One of the projects I’m supporting this year is an analysis of neighborhood similarity of cities in the United States. The similarity measure is based off a set of attributes and can be represented as a matrix, which can then be represented as a graph or network. Once in network form, it can easily be visualized and network community detection can take place, allowing for compression of a network into more a more manageable form if the community detection reveals a strong signal. Visually, that means a 3000×3000 matrix can be made to look like this:
The nodes are colored by module, which is to say that they indicate particular regions within the network where links within that region are more likely than links between that region and other regions. The modularity signal is a measure of that. In this case, we have a network with .785 modularity, meaning only 21.5% of links are between networks. But any such graph representation runs into the problem typical of graphs where the position of a node (or even of entire groups of nodes) can place it spatially close to nodes from which it is very distant on the network. This spatial illusion damages the credibility of network visualization because we presume that objects shown next to each other on a two-dimensional image are close to each other. In a network, though, objects that are close to each other may be close because they are being pulled toward connected nodes that are in vastly different parts of the graph.

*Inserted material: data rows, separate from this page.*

impl Engine {
    /// Build a runnable system from a parsed configuration document.
    pub async fn build_from_config(
        cfg: WorkflowConfig,
        opts: EngineOptions,
    ) -> Result<Engine, EngineError> {
        let registry = Arc::new(ServiceRegistry::new());
        let events = EventBus::new();
        let metrics = Arc::new(WorkflowMetrics::new());
        let health = HealthRegistry::new();

        // Shared observability services: published before any module init
        // so every module can contribute.
        registry
            .register(wellknown::METRICS_REGISTRY, metrics.clone())
            .map_err(|e| EngineError::Init {
                module: "engine".to_string(),
                source: e.into(),
            })?;
        registry
            .register(wellknown::HEALTH_REGISTRY, health.clone())
            .map_err(|e| EngineError::Init {
                module: "engine".to_string(),
                source: e.into(),
            })?;

        // Phase: validate
        tracing::info!("Phase: validate");
        let order = graph::init_order(&cfg.modules)?;
        for m in &cfg.modules {
            if !opts.factory.contains(&m.type_tag) {
                return Err(EngineError::UnknownType {
                    module: m.name.clone(),
                    type_tag: m.type_tag.clone(),
                });
            }
        }
        for kind in cfg.workflows.keys() {
            if !opts.handlers.iter().any(|h| h.can_handle(kind)) {
                return Err(EngineError::UnclaimedWorkflow(kind.clone()));
            }
        }
        if !cfg.pipelines.is_empty()
            && !opts.handlers.iter().any(|h| h.can_handle("pipeline"))
        {
            return Err(EngineError::UnclaimedWorkflow("pipeline".to_string()));
        }
        for kind in cfg.triggers.keys() {
            if !opts.triggers.contains(kind) {
                return Err(EngineError::UnknownTriggerKind(kind.clone()));
            }
        }

        // Phase: instantiate (declared order)
        tracing::info!("Phase: instantiate");
        let engine_ctx = EngineCtx::new(
            registry.clone(),
            events.clone(),
            opts.cancel.clone(),
            opts.base_dir.clone(),
        );
        let mut entries: Vec<Option<ModuleEntry>> = Vec::with_capacity(cfg.modules.len());
        for m in &cfg.modules {
            let module = opts.factory.build(m)?;
            let ctx = ModuleCtx::new(
                m.name.as_str(),
                m.config.clone(),
                m.depends_on.clone(),
                m.branches.clone(),
                engine_ctx.clone(),
            );
            entries.push(Some(ModuleEntry {
                name: m.name.clone(),
                module,
                ctx,
            }));
        }

        let mut modules = Vec::with_capacity(entries.len());
        for i in order {
            if let Some(entry) = entries[i].take() {
                modules.push(entry);
            }
        }

        // Phase: init (topological order, alphabetical tie-break)
        tracing::info!("Phase: init");
        for entry in &modules {
            tracing::debug!(module = %entry.name, "Initializing module");
            entry
                .module
                .init(&entry.ctx)
                .await
                .map_err(|source| EngineError::Init {
                    module: entry.name.clone(),
                    source,
                })?;
        }

        // Phase: wire (post-init) — the registry is complete, no module has
        // started. Consumers capture their references here; optional
        // consumers may still late-bind in start.
        tracing::info!("Phase: wire");
        for entry in &modules {
            if let Some(wireable) = entry.module.as_wireable() {
                tracing::debug!(module = %entry.name, "Wiring module");
                wireable
                    .wire(&entry.ctx)
                    .map_err(|source| EngineError::Wire {
                        module: entry.name.clone(),
                        source,
                    })?;
            }
        }

        // Phase: workflows — each section goes to the first handler that
        // claims its kind.
        tracing::info!("Phase: workflows");
        for (kind, section) in &cfg.workflows {
            let handler = opts
                .handlers
                .iter()
                .find(|h| h.can_handle(kind))
                .ok_or_else(|| EngineError::UnclaimedWorkflow(kind.clone()))?;
            handler
                .configure(section, &engine_ctx)
                .await
                .map_err(|source| EngineError::ConfigureWorkflow {
                    kind: kind.clone(),
                    source,
                })?;
        }

        let inner = Arc::new(EngineInner {
            registry,
            events,
            metrics,
            health,
            modules,
            handlers: opts.handlers,
            triggers: Mutex::new(Vec::new()),
            cancel: opts.cancel,
            run: Mutex::new(None),
        });

        let dispatcher: Arc<dyn WorkflowDispatcher> = Arc::new(Dispatcher {
            inner: Arc::downgrade(&inner),
        });
        let trigger_ctx = TriggerCtx::new(dispatcher, engine_ctx.clone());

        // Phase: triggers
        tracing::info!("Phase: triggers");
        let mut triggers = Vec::new();
        for (kind, trigger_cfg) in &cfg.triggers {
            triggers.push(opts.triggers.build(kind, trigger_cfg, &trigger_ctx)?);
        }

        // Phase: pipelines — the map goes to the pipeline handler; inline
        // pipeline triggers become regular triggers firing
        // `pipeline:<name>`.
        if !cfg.pipelines.is_empty() {
            tracing::info!("Phase: pipelines");
            let section =
                serde_json::Value::Object(cfg.pipelines.clone().into_iter().collect());
            let handler = inner
                .handlers
                .iter()
                .find(|h| h.can_handle("pipeline"))
                .ok_or_else(|| EngineError::UnclaimedWorkflow("pipeline".to_string()))?;
            handler
                .configure(&section, &engine_ctx)
                .await
                .map_err(|source| EngineError::ConfigureWorkflow {
                    kind: "pipeline".to_string(),
                    source,
                })?;

            for (name, body) in &cfg.pipelines {
                let Some(trigger) = body.get("trigger") else {
                    continue;
                };
                let kind = trigger
                    .get("type")
                    .and_then(|v| v.as_str())
                    .ok_or_else(|| {
                        EngineError::Config(ConfigError::new(
                            format!("pipelines.{name}.trigger.type"),
                            "missing trigger type",
                        ))
                    })?;
                let mut trigger_cfg = trigger
                    .get("config")
                    .cloned()
                    .unwrap_or_else(|| serde_json::json!({}));
                if let Some(map) = trigger_cfg.as_object_mut() {
                    map.insert(
                        "workflowType".to_string(),
                        serde_json::Value::String(format!("pipeline:{name}")),
                    );
                    map.entry("action".to_string())
                        .or_insert_with(|| serde_json::Value::String("run".to_string()));
                }
                triggers.push(opts.triggers.build(kind, &trigger_cfg, &trigger_ctx)?);
            }
        }

        *inner.triggers.lock() = triggers;

        Ok(Engine { inner })
    }

    /// Start all stateful modules (init order), then all triggers. A
    /// failure stops everything already started, in reverse, and returns
    /// the first error.
    pub async fn start(&self) -> Result<(), EngineError> {
        tracing::info!("Phase: start");
        let run = self.inner.cancel.child_token();

        let mut started_modules = 0usize;
        for entry in &self.inner.modules {
            if let Some(stateful) = entry.module.as_stateful() {
                tracing::debug!(module = %entry.name, "Starting module");
                if let Err(source) = stateful.start(run.clone()).await {
                    let err = EngineError::Start {
                        name: entry.name.clone(),
                        source,
                    };
                    self.rollback(&run, started_modules, 0).await;
                    return Err(err);
                }
            }
            started_modules += 1;
        }

        let triggers = self.inner.triggers.lock().clone();
        let mut started_triggers = 0usize;
        for trigger in &triggers {
            tracing::debug!(trigger = %trigger.name(), "Starting trigger");
            if let Err(source) = trigger.start(run.clone()).await {
                let err = EngineError::Start {
                    name: trigger.name().to_string(),
                    source,
                };
                self.rollback(&run, started_modules, started_triggers).await;
                return Err(err);
            }
            started_triggers += 1;
        }

        *self.inner.run.lock() = Some(RunState { token: run });
        Ok(())
    }

    async fn rollback(&self, run: &CancellationToken, modules: usize, triggers: usize) {
        tracing::warn!("Start failed; rolling back started components");
        run.cancel();

        let started: Vec<Arc<dyn Trigger>> = {
            let all = self.inner.triggers.lock();
            all.iter().take(triggers).cloned().collect()
        };
        for trigger in started.iter().rev() {
            if let Err(e) = trigger.stop().await {
                tracing::warn!(trigger = %trigger.name(), error = %e, "Failed to stop trigger during rollback");
            }
        }

        for entry in self.inner.modules[..modules].iter().rev() {
            if let Some(stateful) = entry.module.as_stateful() {
                if let Err(e) = stateful.stop(run.clone()).await {
                    tracing::warn!(module = %entry.name, error = %e, "Failed to stop module during rollback");
                }
            }
        }
    }

    /// Stop triggers and modules in reverse start order. Continues past
    /// failures and returns the last error seen.
    pub async fn stop(&self) -> Result<(), EngineError> {
        tracing::info!("Phase: stop");
        let token = match self.inner.run.lock().take() {
            Some(run) => run.token,
            None => self.inner.cancel.child_token(),
        };
        token.cancel();

        let mut last_err = None;

        let triggers = self.inner.triggers.lock().clone();
        for trigger in triggers.iter().rev() {
            if let Err(source) = trigger.stop().await {
                tracing::warn!(trigger = %trigger.name(), error = %source, "Failed to stop trigger");
                last_err = Some(EngineError::Stop {
                    name: trigger.name().to_string(),
                    source,
                });
            }
        }

        for entry in self.inner.modules.iter().rev() {
            if let Some(stateful) = entry.module.as_stateful() {
                if let Err(source) = stateful.stop(token.clone()).await {
                    tracing::warn!(module = %entry.name, error = %source, "Failed to stop module");
                    last_err = Some(EngineError::Stop {
                        name: entry.name.clone(),
                        source,
                    });
                }
            }
        }

        match last_err {
            Some(err) => Err(err),
            None => Ok(()),
        }
    }

    /// Wait until the engine's cancellation token fires.
    pub async fn wait_for_shutdown(&self) {
        self.inner.cancel.cancelled().await;
    }

    pub async fn trigger_workflow(
        &self,
        kind: &str,
        action: &str,
        data: JsonMap,
    ) -> anyhow::Result<JsonMap> {
        self.inner.trigger_workflow(kind, action, data).await
    }

    pub fn registry(&self) -> &Arc<ServiceRegistry> {
        &self.inner.registry
    }

    pub fn events(&self) -> &EventBus {
        &self.inner.events
    }

    pub fn metrics(&self) -> &Arc<WorkflowMetrics> {
        &self.inner.metrics
    }

    pub fn health(&self) -> &HealthRegistry {
        &self.inner.health
    }

    /// Resolved module names in init order (diagnostics).
    pub fn module_names(&self) -> Vec<String> {
        self.inner.modules.iter().map(|e| e.name.clone()).collect()
    }
}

This creates an illusion of similarity that is difficult to adequately explain to an audience. Fortunately, when we have the chance to compress large quantities of data, we can provide some better explanation of the structures at work in the creation of a network visualization of this kind. In this case, our strong community signal allows us to compress ~3000 nodes into just 13. By providing the combined strength of connection between those nodes, which represents the connection across communities that makes up the above-referenced 21.5% of the connections in this network, and sizing the nodes based on their share of those connections, we get a better understanding of how much of the structure of the more complex network is illusory.

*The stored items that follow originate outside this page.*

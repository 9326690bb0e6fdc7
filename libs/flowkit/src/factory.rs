use std::collections::HashMap;
use std::sync::Arc;

use crate::config::ModuleConfig;
use crate::contracts::{Module, Trigger, TriggerCtx};
use crate::error::EngineError;

type ModuleBuilder =
    Box<dyn Fn(&ModuleConfig) -> anyhow::Result<Arc<dyn Module>> + Send + Sync>;

/// Registry of module constructors keyed by `type` tag.
///
/// The closed set of known tags is whatever the application registered
/// before the build; an undeclared tag is a validation failure.
#[derive(Default)]
pub struct ModuleFactory {
    builders: HashMap<String, ModuleBuilder>,
}

impl ModuleFactory {
    pub fn new() -> Self {
        Self::default()
    }

    pub fn register<F>(&mut self, type_tag: impl Into<String>, builder: F)
    where
        F: Fn(&ModuleConfig) -> anyhow::Result<Arc<dyn Module>> + Send + Sync + 'static,
    {
        self.builders.insert(type_tag.into(), Box::new(builder));
    }

    pub fn contains(&self, type_tag: &str) -> bool {
        self.builders.contains_key(type_tag)
    }

    pub fn build(&self, cfg: &ModuleConfig) -> Result<Arc<dyn Module>, EngineError> {
        let builder = self
            .builders
            .get(&cfg.type_tag)
            .ok_or_else(|| EngineError::UnknownType {
                module: cfg.name.clone(),
                type_tag: cfg.type_tag.clone(),
            })?;
        builder(cfg).map_err(|source| EngineError::Instantiate {
            module: cfg.name.clone(),
            source,
        })
    }

    /// Registered type tags, sorted (diagnostics).
    pub fn known_types(&self) -> Vec<String> {
        let mut tags: Vec<String> = self.builders.keys().cloned().collect();
        tags.sort();
        tags
    }
}

type TriggerBuilder =
    Box<dyn Fn(&serde_json::Value, &TriggerCtx) -> anyhow::Result<Arc<dyn Trigger>> + Send + Sync>;

/// Registry of trigger constructors keyed by trigger kind
/// (`http`, `schedule`, `event`, `eventbus`).
#[derive(Default)]
pub struct TriggerFactory {
    builders: HashMap<String, TriggerBuilder>,
}

impl TriggerFactory {
    pub fn new() -> Self {
        Self::default()
    }

    pub fn register<F>(&mut self, kind: impl Into<String>, builder: F)
    where
        F: Fn(&serde_json::Value, &TriggerCtx) -> anyhow::Result<Arc<dyn Trigger>>
            + Send
            + Sync
            + 'static,
    {
        self.builders.insert(kind.into(), Box::new(builder));
    }

    pub fn contains(&self, kind: &str) -> bool {
        self.builders.contains_key(kind)
    }

    pub fn build(
        &self,
        kind: &str,
        cfg: &serde_json::Value,
        ctx: &TriggerCtx,
    ) -> Result<Arc<dyn Trigger>, EngineError> {
        let builder = self
            .builders
            .get(kind)
            .ok_or_else(|| EngineError::UnknownTriggerKind(kind.to_string()))?;
        builder(cfg, ctx).map_err(|source| EngineError::ConfigureTrigger {
            kind: kind.to_string(),
            source,
        })
    }
}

The above image is the same network, though compressed into community meta-nodes. It can act as an inset map of sorts, providing the reader with the capacity to better understand the regionation of spatial inaccuracy of the network in a visual manner. I didn’t want to move the nodes, because I wanted to leave this process as straightforward as possible, but obviously there is some slight adjustment that should be made so that the connections between communities are not obscured. It is in these cases where curved edges, which bother many people, prove extremely useful.

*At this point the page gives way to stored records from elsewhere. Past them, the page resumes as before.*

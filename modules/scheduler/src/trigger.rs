use std::str::FromStr;
use std::sync::Arc;

use async_trait::async_trait;
use chrono::Utc;
use parking_lot::Mutex;
use serde::Deserialize;
use tokio::task::JoinHandle;
use tokio_util::sync::CancellationToken;
use tracing::{info, warn};

use flowkit::{JsonMap, Trigger, TriggerCtx, WorkflowDispatcher};

#[derive(Debug, Clone, Deserialize)]
#[serde(deny_unknown_fields)]
pub struct ScheduleTriggerConfig {
    /// Six-field cron expression (with seconds).
    pub cron: String,
    #[serde(rename = "workflowType")]
    pub workflow_type: String,
    pub action: String,
}

/// Fires a workflow on a cron schedule with `{scheduled_at}` as data.
pub struct ScheduleTrigger {
    name: String,
    schedule: cron::Schedule,
    workflow_type: String,
    action: String,
    dispatcher: Arc<dyn WorkflowDispatcher>,
    handle: Mutex<Option<JoinHandle<()>>>,
}

impl ScheduleTrigger {
    pub fn from_config(
        cfg: &serde_json::Value,
        ctx: &TriggerCtx,
    ) -> anyhow::Result<Arc<dyn Trigger>> {
        let cfg: ScheduleTriggerConfig = serde_json::from_value(cfg.clone())?;
        let schedule = cron::Schedule::from_str(&cfg.cron)
            .map_err(|e| anyhow::anyhow!("invalid cron expression '{}': {e}", cfg.cron))?;

        let name = format!("schedule:{}", cfg.cron);
        info!(trigger = %name, workflow = %cfg.workflow_type, action = %cfg.action, "Schedule trigger configured");
        Ok(Arc::new(ScheduleTrigger {
            name,
            schedule,
            workflow_type: cfg.workflow_type,
            action: cfg.action,
            dispatcher: ctx.dispatcher(),
            handle: Mutex::new(None),
        }))
    }
}

#[async_trait]
impl Trigger for ScheduleTrigger {
    fn name(&self) -> &str {
        &self.name
    }

    async fn start(&self, cancel: CancellationToken) -> anyhow::Result<()> {
        let schedule = self.schedule.clone();
        let dispatcher = self.dispatcher.clone();
        let workflow_type = self.workflow_type.clone();
        let action = self.action.clone();
        let name = self.name.clone();

        let handle = tokio::spawn(async move {
            loop {
                let Some(next) = schedule.upcoming(Utc).next() else {
                    warn!(trigger = %name, "No upcoming firing; trigger exits");
                    return;
                };
                let Ok(delay) = (next - Utc::now()).to_std() else {
                    // The firing instant passed while computing; try again.
                    continue;
                };

                tokio::select! {
                    _ = cancel.cancelled() => return,
                    _ = tokio::time::sleep(delay) => {}
                }

                let mut data = JsonMap::new();
                data.insert(
                    "scheduled_at".to_string(),
                    serde_json::json!(Utc::now().to_rfc3339()),
                );
                if let Err(e) = dispatcher
                    .trigger_workflow(&workflow_type, &action, data)
                    .await
                {
                    warn!(trigger = %name, error = %e, "Scheduled workflow failed");
                }
            }
        });
        *self.handle.lock() = Some(handle);
        Ok(())
    }

    async fn stop(&self) -> anyhow::Result<()> {
        let handle = self.handle.lock().take();
        if let Some(handle) = handle {
            handle.abort();
            let _ = handle.await;
        }
        Ok(())
    }
}

#[cfg(test)]
mod tests {
    use super::*;
    use flowkit::{EngineCtx, EventBus, ServiceRegistry};
    use std::path::PathBuf;
    use std::sync::Mutex as StdMutex;

    struct Recording(Arc<StdMutex<Vec<JsonMap>>>);

    #[async_trait]
    impl WorkflowDispatcher for Recording {
        async fn trigger_workflow(
            &self,
            _kind: &str,
            _action: &str,
            data: JsonMap,
        ) -> anyhow::Result<JsonMap> {
            self.0.lock().unwrap().push(data);
            Ok(JsonMap::new())
        }
    }

    fn trigger_ctx(fired: Arc<StdMutex<Vec<JsonMap>>>) -> TriggerCtx {
        TriggerCtx::new(
            Arc::new(Recording(fired)),
            EngineCtx::new(
                Arc::new(ServiceRegistry::new()),
                EventBus::new(),
                CancellationToken::new(),
                PathBuf::from("."),
            ),
        )
    }

    #[tokio::test]
    async fn rejects_invalid_cron() {
        let fired = Arc::new(StdMutex::new(Vec::new()));
        let result = ScheduleTrigger::from_config(
            &serde_json::json!({
                "cron": "whenever",
                "workflowType": "statemachine",
                "action": "tick"
            }),
            &trigger_ctx(fired),
        );
        let Err(err) = result else {
            panic!("expected an error");
        };
        assert!(err.to_string().contains("invalid cron"));
    }

    #[tokio::test]
    async fn fires_with_scheduled_at_payload() {
        let fired = Arc::new(StdMutex::new(Vec::new()));
        // Every second.
        let trigger = ScheduleTrigger::from_config(
            &serde_json::json!({
                "cron": "* * * * * *",
                "workflowType": "statemachine",
                "action": "tick"
            }),
            &trigger_ctx(fired.clone()),
        )
        .unwrap();

        let cancel = CancellationToken::new();
        trigger.start(cancel.clone()).await.unwrap();
        tokio::time::sleep(std::time::Duration::from_millis(2500)).await;
        cancel.cancel();
        trigger.stop().await.unwrap();

        let calls = fired.lock().unwrap();
        assert!(!calls.is_empty());
        assert!(calls[0].contains_key("scheduled_at"));
    }
}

The resulting image, combined with the modularity score of the network, provides what I consider to be strong evidence for the validity of the network visualization. While in some cases communities are pulled near communities with which they hold little similarity, the overall structural patterns are distinct and the chains of similarity from community to community to community reinforce the apparent structure of the individual nodes in the more complex network visualization.
That structure would provide a researcher with a useful scholarly path to explore, if it weren’t for the fact that this network is invalid. It turns out the method for determining the similarity between the neighborhoods needs to be retooled. The final network may look just like this, or it may not look anything like this. With that in mind, I find it particularly interesting that it makes no difference in the usefulness of this network from a methodological perspective.
Exploratory analysis is typically construed to mean exploration of the material for its content as it applies to a research agenda, but much of what is done under the auspices of the digital humanities is exploration of the methods (either theoretically or enshrined in tools) for their suitability to a research area. It seems healthier to think one can sample and experiment with a variety of methods, and find methodological successes even when forced to retreat from claims that advance a particular research question. Or it could be that my position in supporting research allows me to value the methodological component higher than the traditional research agendas.
Either way, the use of inset maps that show a compressed version of a network, when there are valid methods available of compressing such networks, is a useful method in network cartography.